Throughout the year, Agostinho Neto and his accomplices were seen travelling to the USSR and throughout the Eastern Block, currying favour with the political class in those countries. While Communist media eagerly reported on the successes achieved by the brave socialists of the MPLA, the Portuguese did not seem to feel any consequences of his tours. Instead, it seems weapons and recruits still came from the usual sources. The MPLA then worked on its image inside the country, deriding the FNLA and Portuguese are violent oppressors and the future of the peasants was secure with the MPLA. They added deed to word as the Portuguese were expropriated and their land was redistributed among the peasants.


vQxIQiN.jpg


Peasants working on their new lands


However, major activity by the MPLA remained limited to Cabinda where, together with the new FLEC movement, a small offensive against the Portuguese was undertaken in which the town of Caio was captured and all traffic leading to it stopped and inspected, with Portuguese army convoys being ambushed frequently.
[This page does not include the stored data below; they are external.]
//! # Forge CLI Main Integration Tests
//!
//! File: cli/tests/main_tests.rs
//!
//! ## Overview
//!
//! Top-level behaviour of the `forge` binary: `--version`, `--help`, and the
//! exit status for an unknown subcommand.
//!

mod common;
use common::*;
use predicates::prelude::*;
use tempfile::tempdir;

#[test]
fn test_version_flag() {
    let home = tempdir().unwrap();
    forge_cmd(home.path())
        .arg("--version")
        .assert()
        .success()
        .stdout(predicate::str::starts_with("forge "));
}

#[test]
fn test_help_lists_command_groups() {
    let home = tempdir().unwrap();
    forge_cmd(home.path())
        .arg("--help")
        .assert()
        .success()
        .stdout(
            predicate::str::contains("blueprint")
                .and(predicate::str::contains("serve")),
        );
}

#[test]
fn test_blueprint_help_lists_subcommands() {
    let home = tempdir().unwrap();
    forge_cmd(home.path())
        .args(["b", "--help"])
        .assert()
        .success()
        .stdout(
            predicate::str::contains("list")
                .and(predicate::str::contains("info"))
                .and(predicate::str::contains("validate"))
                .and(predicate::str::contains("create")),
        );
}

#[test]
fn test_unknown_subcommand_fails() {
    let home = tempdir().unwrap();
    forge_cmd(home.path())
        .arg("frobnicate")
        .assert()
        .failure()
        .stderr(predicate::str::contains("unrecognized subcommand"));
}
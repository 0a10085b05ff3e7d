//! # Forge Generation Server
//!
//! File: cli/src/commands/srv/mod.rs
//!
//! ## Overview
//!
//! `forge serve` runs the generation engine behind an HTTP and WebSocket
//! API: clients list blueprints, validate configurations, generate projects,
//! watch generation progress live and download the resulting archive while
//! it is held in the expiring session store.
//!
//! ## Architecture
//!
//! - `config.rs`: merges `serve` flags with the Forge configuration
//! - `server_logic.rs`: startup, middleware, port selection, shutdown
//! - `routes.rs`: the JSON API and its error mapping
//! - `ws.rs`: the progress WebSocket
//!
//! ## Examples
//!
//! ```bash
//! forge serve --port 9000 --blueprints ./blueprints
//! curl -s localhost:9000/blueprints
//! curl -s -X POST localhost:9000/generate \
//!      -H 'content-type: application/json' \
//!      -d '{"blueprint_id":"go-api","config":{"ProjectName":"demo"}}'
//! ```
//!
use crate::core::error::Result;
use tracing::info;

pub use config::ServeArgs;

/// Merges command-line flags with the loaded configuration.
pub mod config;

/// JSON API handlers, shared state and error responses.
pub mod routes;

/// Server startup, middleware and graceful shutdown.
pub mod server_logic;

/// The per-generation progress WebSocket.
pub mod ws;

/// # Handle Serve Command (`handle_serve`)
///
/// Loads the effective configuration and runs the server until shutdown.
pub async fn handle_serve(args: ServeArgs) -> Result<()> {
    info!("Handling serve command with args: {:?}", args);
    let config = config::load_and_merge_config(args).await?;
    info!("Effective server config: {:?}", config);
    server_logic::run_server(config).await?;
    Ok(())
}
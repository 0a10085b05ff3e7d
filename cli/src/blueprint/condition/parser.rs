//! Parser: recursive descent over condition tokens
//!
//! Grammar (lowest precedence first):
//!
//! ```text
//! expr    := and ( "||" and )*
//! and     := unary ( "&&" unary )*
//! unary   := "!" unary | primary
//! primary := "(" expr ")" | IDENT ( ("==" | "!=") literal )?
//! literal := STRING | NUMBER | "true" | "false"
//! ```

use super::lexer::{Lexer, Spanned, Token};
use super::{CompareOp, ConditionError, Expr, Literal};

pub(crate) struct Parser {
    tokens: Vec<Spanned>,
    pos: usize,
}

impl Parser {
    pub fn parse(input: &str) -> Result<Expr, ConditionError> {
        let tokens = Lexer::new(input).tokenize()?;
        let mut parser = Self { tokens, pos: 0 };
        if parser.check(&Token::Eof) {
            return Err(ConditionError::new(0, "empty condition"));
        }
        let expr = parser.parse_or()?;
        if !parser.check(&Token::Eof) {
            return Err(parser.unexpected());
        }
        Ok(expr)
    }

    fn parse_or(&mut self) -> Result<Expr, ConditionError> {
        let mut left = self.parse_and()?;
        while self.check(&Token::Or) {
            self.advance();
            let right = self.parse_and()?;
            left = Expr::Or(Box::new(left), Box::new(right));
        }
        Ok(left)
    }

    fn parse_and(&mut self) -> Result<Expr, ConditionError> {
        let mut left = self.parse_unary()?;
        while self.check(&Token::And) {
            self.advance();
            let right = self.parse_unary()?;
            left = Expr::And(Box::new(left), Box::new(right));
        }
        Ok(left)
    }

    fn parse_unary(&mut self) -> Result<Expr, ConditionError> {
        if self.check(&Token::Not) {
            self.advance();
            let inner = self.parse_unary()?;
            return Ok(Expr::Not(Box::new(inner)));
        }
        self.parse_primary()
    }

    fn parse_primary(&mut self) -> Result<Expr, ConditionError> {
        match self.peek().clone() {
            Token::OpenParen => {
                self.advance();
                let inner = self.parse_or()?;
                if !self.check(&Token::CloseParen) {
                    return Err(self.unexpected());
                }
                self.advance();
                Ok(inner)
            }
            Token::Ident(variable) => {
                self.advance();
                let op = match self.peek() {
                    Token::Eq => CompareOp::Eq,
                    Token::Ne => CompareOp::Ne,
                    _ => return Ok(Expr::Truthy(variable)),
                };
                self.advance();
                let literal = self.parse_literal()?;
                Ok(Expr::Compare {
                    variable,
                    op,
                    literal,
                })
            }
            _ => Err(self.unexpected()),
        }
    }

    fn parse_literal(&mut self) -> Result<Literal, ConditionError> {
        let literal = match self.peek() {
            Token::Str(s) => Literal::Str(s.clone()),
            Token::Number(n) => Literal::Number(*n),
            Token::Bool(b) => Literal::Bool(*b),
            _ => return Err(self.unexpected()),
        };
        self.advance();
        Ok(literal)
    }

    fn peek(&self) -> &Token {
        // The token stream always ends with Eof, and `advance` never moves past it.
        &self.tokens[self.pos].token
    }

    fn check(&self, token: &Token) -> bool {
        self.peek() == token
    }

    fn advance(&mut self) {
        if self.pos + 1 < self.tokens.len() {
            self.pos += 1;
        }
    }

    fn unexpected(&self) -> ConditionError {
        let spanned = &self.tokens[self.pos];
        ConditionError::new(spanned.pos, format!("unexpected {}", spanned.token))
    }
}

#[cfg(test)]
mod tests {
    use super::*;

    fn truthy(name: &str) -> Box<Expr> {
        Box::new(Expr::Truthy(name.to_string()))
    }

    #[test]
    fn test_and_binds_tighter_than_or() {
        let expr = Parser::parse("A || B && C").unwrap();
        assert_eq!(
            expr,
            Expr::Or(truthy("A"), Box::new(Expr::And(truthy("B"), truthy("C"))))
        );
    }

    #[test]
    fn test_parentheses_and_negation() {
        let expr = Parser::parse("!(A || B) && Db != 'none'").unwrap();
        assert_eq!(
            expr,
            Expr::And(
                Box::new(Expr::Not(Box::new(Expr::Or(truthy("A"), truthy("B"))))),
                Box::new(Expr::Compare {
                    variable: "Db".into(),
                    op: CompareOp::Ne,
                    literal: Literal::Str("none".into()),
                })
            )
        );
    }

    #[test]
    fn test_malformed_inputs() {
        for input in ["", "A &&", "(A", "A == ", "A == B", "'x' == A", "A B", ")"] {
            assert!(Parser::parse(input).is_err(), "expected error for {:?}", input);
        }
    }
}
//! # Session Store
//!
//! File: cli/src/session/store.rs
//!
//! ## Overview
//!
//! A concurrency-safe, time-to-live keyed store of generation artifacts.
//!
//! Each artifact moves through `Active → Expired → Removed`:
//! - `put` stamps `created_at` and `expires_at = created_at + ttl`.
//! - Once `expires_at` has passed the artifact is `Expired`. `get` and
//!   `delete` treat it exactly like a missing one (`ArtifactNotFound`).
//! - `sweep_expired` (run periodically by the sweeper) physically removes
//!   expired entries. Correctness never depends on it having run.
//!
//! ## Concurrency
//!
//! One `std::sync::RwLock` guards the map and is only held for the map
//! operation itself; artifacts are handed out as `Arc`s so no caller ever
//! holds the lock while streaming an archive. A poisoned lock is recovered
//! rather than propagated: the map is never left half-updated by any
//! operation here.
//!
use super::clock::{Clock, SystemClock};
use crate::blueprint::dependencies::ResolvedDependency;
use crate::blueprint::schema::Hook;
use crate::blueprint::variables::ResolvedVariables;
use crate::core::error::{ForgeError, ForgeResult};
use crate::core::id::GenerationId;
use crate::generate::{PackagedProject, RenderedFile};
use bytes::Bytes;
use chrono::{DateTime, Utc};
use serde::Serialize;
use std::collections::HashMap;
use std::sync::{Arc, PoisonError, RwLock, RwLockReadGuard, RwLockWriteGuard};
use std::time::Duration;
use tracing::{debug, info};

/// An immutable, stored generation result.
#[derive(Debug)]
pub struct GenerationArtifact {
    pub id: GenerationId,
    pub blueprint_id: String,
    pub files: Vec<RenderedFile>,
    /// Shared with every download response; cloning it does not copy.
    pub archive: Bytes,
    pub created_at: DateTime<Utc>,
    pub expires_at: DateTime<Utc>,
    /// The resolved configuration, kept for inspection only.
    pub config: ResolvedVariables,
    pub dependencies: Vec<ResolvedDependency>,
    pub hooks: Vec<Hook>,
}

impl GenerationArtifact {
    pub fn is_expired_at(&self, now: DateTime<Utc>) -> bool {
        now >= self.expires_at
    }
}

#[derive(Debug, Clone, Copy, PartialEq, Eq, Serialize)]
#[serde(rename_all = "snake_case")]
pub enum ArtifactState {
    Active,
    Expired,
}

pub struct SessionStore {
    entries: RwLock<HashMap<GenerationId, Arc<GenerationArtifact>>>,
    ttl: chrono::Duration,
    clock: Arc<dyn Clock>,
}

impl SessionStore {
    pub fn new(ttl: Duration) -> Self {
        Self::with_clock(ttl, Arc::new(SystemClock))
    }

    pub fn with_clock(ttl: Duration, clock: Arc<dyn Clock>) -> Self {
        let ttl = chrono::Duration::from_std(ttl).unwrap_or_else(|_| chrono::Duration::days(36_500));
        Self {
            entries: RwLock::new(HashMap::new()),
            ttl,
            clock,
        }
    }

    fn read(&self) -> RwLockReadGuard<'_, HashMap<GenerationId, Arc<GenerationArtifact>>> {
        self.entries.read().unwrap_or_else(PoisonError::into_inner)
    }

    fn write(&self) -> RwLockWriteGuard<'_, HashMap<GenerationId, Arc<GenerationArtifact>>> {
        self.entries.write().unwrap_or_else(PoisonError::into_inner)
    }

    fn not_found(id: GenerationId) -> ForgeError {
        ForgeError::ArtifactNotFound { id: id.to_string() }
    }

    /// Stores a packaged project under its generation id.
    ///
    /// Fails with `GenerationIdInUse` if an active artifact already holds the
    /// id; an expired one is silently replaced.
    pub fn put(&self, packaged: PackagedProject) -> ForgeResult<Arc<GenerationArtifact>> {
        let PackagedProject { project, archive } = packaged;
        let created_at = self.clock.now();
        let expires_at = created_at
            .checked_add_signed(self.ttl)
            .unwrap_or(DateTime::<Utc>::MAX_UTC);
        let artifact = Arc::new(GenerationArtifact {
            id: project.id,
            blueprint_id: project.blueprint_id,
            files: project.files,
            archive: Bytes::from(archive),
            created_at,
            expires_at,
            config: project.variables,
            dependencies: project.dependencies,
            hooks: project.hooks,
        });

        let mut entries = self.write();
        if let Some(existing) = entries.get(&artifact.id) {
            if !existing.is_expired_at(created_at) {
                return Err(ForgeError::GenerationIdInUse {
                    id: artifact.id.to_string(),
                });
            }
        }
        entries.insert(artifact.id, Arc::clone(&artifact));
        drop(entries);

        info!(
            generation_id = %artifact.id,
            expires_at = %artifact.expires_at,
            "Stored artifact ({} bytes)",
            artifact.archive.len()
        );
        Ok(artifact)
    }

    /// Returns the artifact if it exists and has not expired.
    pub fn get(&self, id: GenerationId) -> ForgeResult<Arc<GenerationArtifact>> {
        let now = self.clock.now();
        self.read()
            .get(&id)
            .filter(|artifact| !artifact.is_expired_at(now))
            .cloned()
            .ok_or_else(|| Self::not_found(id))
    }

    /// Removes the artifact. Expired entries are removed too, but still
    /// reported as not found.
    pub fn delete(&self, id: GenerationId) -> ForgeResult<()> {
        let now = self.clock.now();
        let removed = self.write().remove(&id);
        match removed {
            Some(artifact) if !artifact.is_expired_at(now) => {
                debug!(generation_id = %id, "Artifact deleted");
                Ok(())
            }
            _ => Err(Self::not_found(id)),
        }
    }

    /// `None` means the id is not in the map at all.
    pub fn state(&self, id: GenerationId) -> Option<ArtifactState> {
        let now = self.clock.now();
        self.read().get(&id).map(|artifact| {
            if artifact.is_expired_at(now) {
                ArtifactState::Expired
            } else {
                ArtifactState::Active
            }
        })
    }

    /// Whether an active artifact holds `id`.
    pub fn is_reserved(&self, id: GenerationId) -> bool {
        self.state(id) == Some(ArtifactState::Active)
    }

    /// Physically removes every expired entry. Returns how many were removed.
    pub fn sweep_expired(&self) -> usize {
        let now = self.clock.now();
        let mut entries = self.write();
        let before = entries.len();
        entries.retain(|_, artifact| !artifact.is_expired_at(now));
        let removed = before - entries.len();
        drop(entries);

        if removed > 0 {
            info!("Swept {} expired artifact(s)", removed);
        }
        removed
    }

    /// Entries physically present, expired or not.
    pub fn len(&self) -> usize {
        self.read().len()
    }

    pub fn is_empty(&self) -> bool {
        self.read().is_empty()
    }

    pub fn active_count(&self) -> usize {
        let now = self.clock.now();
        self.read()
            .values()
            .filter(|artifact| !artifact.is_expired_at(now))
            .count()
    }

    /// Whether `id` is physically present, expired or not.
    pub fn contains(&self, id: GenerationId) -> bool {
        self.read().contains_key(&id)
    }

    pub fn ttl(&self) -> chrono::Duration {
        self.ttl
    }
}
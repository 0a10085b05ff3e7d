//! # Forge Blueprint Command Group
//!
//! File: cli/src/commands/blueprint/mod.rs
//!
//! ## Overview
//!
//! Entry point and router for `forge blueprint`. It defines the subcommands
//! (`list`, `info`, `validate`, `create`) and dispatches each to its handler.
//! Every subcommand accepts `--blueprints <dir>` to read blueprints from a
//! directory other than the configured one.
//!
//! ## Examples
//!
//! ```bash
//! forge blueprint list
//! forge blueprint info go-api
//! forge blueprint validate go-api --var ProjectName=my-api
//! forge blueprint create go-api ./my-api --var ProjectName=my-api
//! ```
//!
use crate::core::error::Result;
use clap::{Parser, Subcommand};
use std::path::PathBuf;

/// Contains the handler and arguments for `forge blueprint create`.
mod create;
/// Contains the handler and arguments for `forge blueprint info`.
mod info;
/// Contains the handler and arguments for `forge blueprint list`.
mod list;
/// Contains the handler and arguments for `forge blueprint validate`.
mod validate;
/// Helpers shared by the subcommands (loader setup, `--var` parsing, tree printing).
pub mod utils;

/// # Blueprint Command Group Arguments (`BlueprintArgs`)
#[derive(Parser, Debug)]
pub struct BlueprintArgs {
    /// Read blueprints from this directory instead of the configured one.
    #[arg(long, global = true, env = "FORGE_BLUEPRINTS_DIR")]
    blueprints: Option<PathBuf>,

    #[command(subcommand)]
    command: BlueprintCommand,
}

/// # Blueprint Subcommands (`BlueprintCommand`)
#[derive(Subcommand, Debug)]
enum BlueprintCommand {
    /// List the blueprints in the blueprint directory.
    List(list::ListArgs),
    /// Show a blueprint's variables, files, dependencies and hooks.
    Info(info::InfoArgs),
    /// Check variable values against a blueprint without generating anything.
    Validate(validate::ValidateArgs),
    /// Generate a project from a blueprint.
    Create(create::CreateArgs),
}

/// # Handle Blueprint Command (`handle_blueprint`)
///
/// Dispatches to the handler of the chosen subcommand and propagates its result.
pub async fn handle_blueprint(args: BlueprintArgs) -> Result<()> {
    let dir = args.blueprints;
    match args.command {
        BlueprintCommand::List(args) => list::handle_list(args, dir).await?,
        BlueprintCommand::Info(args) => info::handle_info(args, dir).await?,
        BlueprintCommand::Validate(args) => validate::handle_validate(args, dir).await?,
        BlueprintCommand::Create(args) => create::handle_create(args, dir).await?,
    }
    Ok(())
}
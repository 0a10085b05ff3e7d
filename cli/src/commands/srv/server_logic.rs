//! # Forge HTTP Server Implementation
//!
//! File: cli/src/commands/srv/server_logic.rs
//!
//! ## Overview
//!
//! Starts the generation service behind `forge serve`:
//! - opens the blueprint loader over the configured directory
//! - creates the session store and starts its expiry sweeper
//! - starts the progress broadcaster actor
//! - binds the first free port at or after the requested one
//! - serves the API until Ctrl+C or SIGTERM, then shuts down gracefully
//!
//! ## Architecture
//!
//! [`create_app`] wraps the API router from `routes` in the tracing and CORS
//! middleware, so tests can drive exactly the router the server runs.
//!
use super::config::ServerConfig;
use super::routes::{self, AppState};
use crate::blueprint::BlueprintLoader;
use crate::core::error::Result;
use crate::progress::Broadcaster;
use crate::session::{spawn_sweeper, SessionStore};
use anyhow::Context;
use axum::Router;
use std::net::SocketAddr;
use std::sync::Arc;
use tokio::net::TcpListener;
use tower::ServiceBuilder;
use tower_http::{
    cors::CorsLayer,
    trace::{DefaultMakeSpan, DefaultOnRequest, DefaultOnResponse, TraceLayer},
};
use tracing::{error, info, warn, Level};

/// # Run HTTP Server (`run_server`)
///
/// Builds the generation service from `config` and serves it until a
/// shutdown signal arrives.
///
/// ## Process:
/// 1. Finds a bindable address, starting at the configured port.
/// 2. Opens the blueprint loader and counts the blueprints for the banner.
///    A directory that cannot be listed is logged, not fatal: blueprints
///    can be added while the server runs.
/// 3. Creates the session store, its sweeper and the progress broadcaster.
/// 4. Prints the banner, binds the listener and serves with graceful
///    shutdown.
/// 5. Stops the sweeper once the server has drained.
///
/// ## Arguments
///
/// * `config`: the merged `ServerConfig` (address, blueprint directory,
///   session TTL and sweep interval, listener buffer, CORS).
///
/// ## Returns
///
/// * `Result<()>`: `Ok(())` after a clean shutdown.
///
/// ## Errors
///
/// - No port is free within the allowed attempts.
/// - Binding the `TcpListener` fails.
/// - `axum::serve` fails while running.
pub async fn run_server(config: ServerConfig) -> Result<()> {
    // Resolve the final address first so the banner shows the real port.
    let max_port_attempts = 10;
    let addr = find_available_port(config.host, config.port, max_port_attempts).await?;

    let loader = Arc::new(BlueprintLoader::from_directory(config.blueprints_dir.clone()));
    let blueprint_count = match loader.list() {
        Ok(summaries) => summaries.len(),
        Err(e) => {
            warn!("Could not list blueprints at startup: {}", e);
            0
        }
    };

    // Shared engine state. The sweeper holds its own `Arc` to the store.
    let store = Arc::new(SessionStore::new(config.ttl));
    let sweeper = spawn_sweeper(Arc::clone(&store), config.sweep_interval);
    let progress = Broadcaster::spawn(config.listener_buffer);
    let app = create_app(AppState::new(loader, store, progress), config.enable_cors);

    println!("\n=================================================================");
    println!("📂 Blueprints from:    {}", config.blueprints_dir.display());
    println!("📚 Blueprints loaded:  {}", blueprint_count);
    println!("🌐 Local URL:          http://localhost:{}", addr.port());
    println!("⚙️  Binding to address: {}", addr);
    println!("⏳ Artifact TTL:       {}s", config.ttl.as_secs());
    println!("🔒 CORS enabled:       {}", config.enable_cors);
    println!("=================================================================\n");

    info!(
        "Starting server on {} for blueprints in {}",
        addr,
        config.blueprints_dir.display()
    );
    println!("Server starting! Press Ctrl+C to stop.");

    // The port search above released its listener; bind again to serve.
    let listener = TcpListener::bind(addr)
        .await
        .with_context(|| format!("Failed to bind TCP listener to address {}", addr))?;

    axum::serve(listener, app.into_make_service())
        .with_graceful_shutdown(shutdown_signal())
        .await
        .context("HTTP server failed")?;

    sweeper.stop();
    println!("\nServer shutdown complete.");
    Ok(())
}

/// # Handle Shutdown Signal (`shutdown_signal`)
///
/// Resolves on Ctrl+C, or on SIGTERM on Unix. Passed to
/// `with_graceful_shutdown`, so in-flight requests (including a running
/// generation) finish before the server exits.
///
/// ## Returns
///
/// * A future that completes on the first signal received. If the SIGTERM
///   handler cannot be installed, only Ctrl+C ends it.
async fn shutdown_signal() {
    let ctrl_c = async {
        tokio::signal::ctrl_c()
            .await
            .expect("Failed to install Ctrl+C handler");
        info!("Received Ctrl+C, initiating graceful shutdown...");
    };

    #[cfg(unix)]
    let terminate = async {
        match tokio::signal::unix::signal(tokio::signal::unix::SignalKind::terminate()) {
            Ok(mut term) => {
                term.recv().await;
                info!("Received SIGTERM, initiating graceful shutdown...");
            }
            Err(e) => {
                error!(
                    "Failed to install SIGTERM handler: {}. Shutdown on SIGTERM might not work.",
                    e
                );
                std::future::pending::<()>().await;
            }
        }
    };

    #[cfg(not(unix))]
    let terminate = std::future::pending::<()>();

    tokio::select! {
        _ = ctrl_c => {},
        _ = terminate => {},
    }
}

/// # Find Available Port (`find_available_port`)
///
/// Tries `start_port` and then the following ports, up to `max_attempts`
/// ports in total. Each candidate is bound and released immediately.
///
/// ## Arguments
///
/// * `req_host`: the address to bind on.
/// * `start_port`: the first port tried.
/// * `max_attempts`: how many consecutive ports to try.
///
/// ## Returns
///
/// * `Result<SocketAddr>`: the first address that could be bound.
///
/// ## Errors
///
/// Fails when every candidate is taken, or when the port range runs out
/// before `max_attempts` is reached.
async fn find_available_port(
    req_host: std::net::IpAddr,
    start_port: u16,
    max_attempts: u8,
) -> Result<SocketAddr> {
    let mut current_port = start_port;

    for attempt in 0..max_attempts {
        let addr = SocketAddr::new(req_host, current_port);
        match TcpListener::bind(addr).await {
            Ok(listener) => {
                drop(listener);
                if attempt > 0 {
                    info!(
                        "Port {} was unavailable, successfully bound to available port {}.",
                        start_port, current_port
                    );
                }
                return Ok(addr);
            }
            Err(e) => {
                warn!(
                    "Attempt {}: Port {} on host {} is unavailable (Error: {}). Trying next port...",
                    attempt + 1,
                    current_port,
                    req_host,
                    e
                );
                current_port = match current_port.checked_add(1) {
                    Some(next) => next,
                    None => break,
                };
            }
        }
    }

    anyhow::bail!(
        "Could not find an available port on host {} starting from port {} after trying {} ports.",
        req_host,
        start_port,
        max_attempts
    )
}

/// # Create Axum Application (`create_app`)
///
/// Wraps the API router from `routes::router` in the middleware stack.
///
/// ## Arguments
///
/// * `state`: the shared `AppState` every handler receives.
/// * `enable_cors`: `true` adds a permissive `CorsLayer`; `false` adds an
///   empty one, which sets no CORS headers.
///
/// ## Returns
///
/// * `Router`: ready for `axum::serve`, or for `oneshot` in tests.
pub fn create_app(state: AppState, enable_cors: bool) -> Router {
    let cors_layer = if enable_cors {
        info!("CORS middleware enabled (permissive).");
        CorsLayer::permissive()
    } else {
        info!("CORS middleware disabled.");
        CorsLayer::new()
    };

    let trace_layer = TraceLayer::new_for_http()
        .make_span_with(DefaultMakeSpan::default().include_headers(true))
        .on_request(DefaultOnRequest::new().level(Level::INFO))
        .on_response(DefaultOnResponse::new().level(Level::INFO));

    routes::router(state).layer(
        ServiceBuilder::new()
            .layer(trace_layer)
            .layer(cors_layer),
    )
}

#[cfg(test)]
mod tests {
    use super::*;
    use std::net::Ipv4Addr;

    #[tokio::test]
    async fn test_find_available_port_start_is_free() -> Result<()> {
        let host = Ipv4Addr::LOCALHOST.into();
        let start_port = 50000;
        let addr = find_available_port(host, start_port, 5).await?;
        assert_eq!(addr.port(), start_port);
        assert_eq!(addr.ip(), host);
        Ok(())
    }

    #[tokio::test]
    async fn test_find_available_port_start_occupied() -> Result<()> {
        let host = Ipv4Addr::LOCALHOST.into();
        let start_port = 51000;
        let _listener = TcpListener::bind(SocketAddr::new(host, start_port)).await?;

        let addr = find_available_port(host, start_port, 5).await?;
        assert!(addr.port() > start_port);
        assert!(addr.port() < start_port + 5);
        Ok(())
    }

    #[tokio::test]
    async fn test_shutdown_signal_creation() {
        let shutdown_future = shutdown_signal();
        drop(shutdown_future);
    }
}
Still, their indifference to stand-up fights with the Portuguese set them apart from the more aggressive FLEC, where most volunteers went instead of to the MPLA.


Portuguese response to this all seemed to be focused on containment, still, as civil development continued. With the limited funds that were available, all major roads between district capitals and port cities in the west of the territory were at least partially paved, with completion expected next year. Furthermore, the territory received its first university with faculties in Luanda, Carmona, and Sá de Bandeira to go with many schools for blacks being constructed and upgraded.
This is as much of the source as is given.